Jika persepsi negatif terhadap sawit terus dibiarkan, nasib industri sawit di ujung tanduk. Gerakan advokasi sawit melalui Buku Mitos vs Fakta Industri Sawit sebaiknya diperluas sampai ke luar negeri.
Kian masifnya kampanye negatif sawit saat ini bukan hanya dalam tingkat wacana, melainkan sudah masuk ke ranah kebijakan. Untuk itu, diperlukan perlawanan yang tidak hanya lewat dialog dan perundingan, tetapi juga melalui kajian dan data ilmiah yang meyakinkan lewat buku.
Hal tersebut disampaikan Direktur Eksekutif Palm Oil Agribusiness Strategic Policy Institute (PASPI) di acara Advokasi Sawit dan Peluncuran Buku Mitos Vs Fakta Sawit Edisi-4 di Jakarta, Senin (14/8/2023).
Kegiatan itu digelar PASPI dan Badan Pengelola Dana Perkebunan Kelapa Sawit (BPDPKS) serta didukung oleh Majalah Sawit Indonesia.
“Persepsi negatif terhadap sawit telah ditranskripsikan dalam bentuk berbagai kebijakan diberbagai negara importir minyak sawit yang bersifat menghambat, melarang, dan mempersulit perdagangan produk sawit secara internasional,” ujar Tungkot Sipayung.
Dia menuturkan buku tersebut merupakan buku edisi keempat yang dibuat PASPI. Buku itu memuat fakta berbasis data dan kajian empiris untuk melawan kampanye negatif dan mitos yang menyudutkan sawit baik di bidang ekonomi, sosial, kesehatan dan gizi, maupun lingkungan.
Buku bisa menjadi alat diplomasi sawit, terutama dalam berhadapan dengan Uni Eropa (UE).
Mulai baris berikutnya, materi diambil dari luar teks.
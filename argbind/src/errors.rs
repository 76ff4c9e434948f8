/*!
Error types. [`BindError`] covers problems with the shape of the destination
record, found once when a [`Parser`][crate::Parser] is built; [`ParseError`]
covers problems with an actual command line.
*/

use thiserror::Error;

use crate::{tag::TagErrorKind, value::ValueKind};

/// The destination record can't be turned into a parser. These are
/// programming errors rather than user errors.
#[derive(Debug, Clone, PartialEq, Eq, Error)]
#[non_exhaustive]
pub enum BindError {
    #[error("field {field}: malformed tag: {kind} (in {fragment:?})")]
    MalformedTag {
        field: String,
        fragment: String,
        kind: TagErrorKind,
    },

    /// The long name, whether derived from the field or given with
    /// `--NAME`, couldn't be spelled as `--NAME` on a command line.
    #[error("field {field}: {name:?} isn't a valid argument name")]
    InvalidName { field: String, name: String },

    #[error("field {field}: {type_name} fields can't be bound to arguments")]
    UnsupportedFieldType {
        field: String,
        type_name: &'static str,
    },

    /// Two arguments share a long name or a short alias. `other` is the
    /// field that claimed `name` first.
    #[error("field {field}: {name} is already used by {other}")]
    DuplicateName {
        field: String,
        name: String,
        other: String,
    },

    /// A variadic positional must be the last positional, and there can only
    /// be one.
    #[error("field {field}: positional arguments can't follow the variadic positional {variadic}")]
    InvalidVariadicPlacement { field: String, variadic: String },
}

/// A single token couldn't be converted to its field's type.
#[derive(Debug, Clone, PartialEq, Eq, Error)]
#[error("{field}: can't parse {token:?} as {kind}: {message}")]
pub struct ConversionError {
    pub field: String,
    pub token: String,
    pub kind: ValueKind,
    pub message: String,
}

/// Something was wrong with the command line.
#[derive(Debug, Clone, PartialEq, Eq, Error)]
#[non_exhaustive]
pub enum ParseError {
    #[error(transparent)]
    Conversion(#[from] ConversionError),

    #[error("{name} is required")]
    MissingRequiredValue { field: String, name: String },

    #[error("unrecognized option {option}")]
    UnknownOption { option: String },

    #[error("unexpected positional argument {token:?}")]
    UnexpectedPositional { token: String },

    #[error("{option} requires a value")]
    MissingOptionValue { option: String },

    #[error("argument {token:?} is not valid UTF-8")]
    InvalidUtf8 { token: String },

    /// `--help` or `-h` appeared. The caller should print help and exit
    /// successfully.
    #[error("help was requested")]
    HelpRequested,

    /// `--version` appeared.
    #[error("version was requested")]
    VersionRequested,
}

impl ParseError {
    /// True for the two "errors" that are actually requests for output
    #[inline]
    #[must_use]
    pub fn is_request(&self) -> bool {
        matches!(self, ParseError::HelpRequested | ParseError::VersionRequested)
    }
}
Seperti buku-buku yang diterbitkan sebelumnya, buku terbaru tersebut akan diterjemahkan ke dalam bahasa Inggris sehingga dapat dimanfaatkan sebagai alat diplomasi perwakilan-perwakilan pemerintah di negara lain, terutama di negara-negara anggota UE.
Seperti diketahui, UE sendiri telah menelurkan Kesepakatan Hijau Uni Eropa (UE) untuk mencapai nol emisi karbon pada tahun 2050 berdasarkan Perjanjian Paris. Kesepakatan Hijau itu memayungi kebijakan UE lainnya, seperti Arah Energi Terbarukan (RED) II, Mekanisme Penyesuaian Batas Karbon (CBAM), dan Undang-Undang Produk Bebas Deforestasi UE (EUDR).
“Kami juga akan mempertimbangkan buku-buku itu diterjemahkan ke bahasa Mandarin dan India mengingat China dan India merupakan importir minyak sawit Indonesia terbesar,” katanya.
Deputi Bidang Pangan dan Pertanian Kementerian Koordinator Bidang Perekonomian Musdalifah Mahmud mengatakan, Indonesia telah berulang kali menghadapi hambatan dagang dari UE dalam konteks isu keberlanjutan.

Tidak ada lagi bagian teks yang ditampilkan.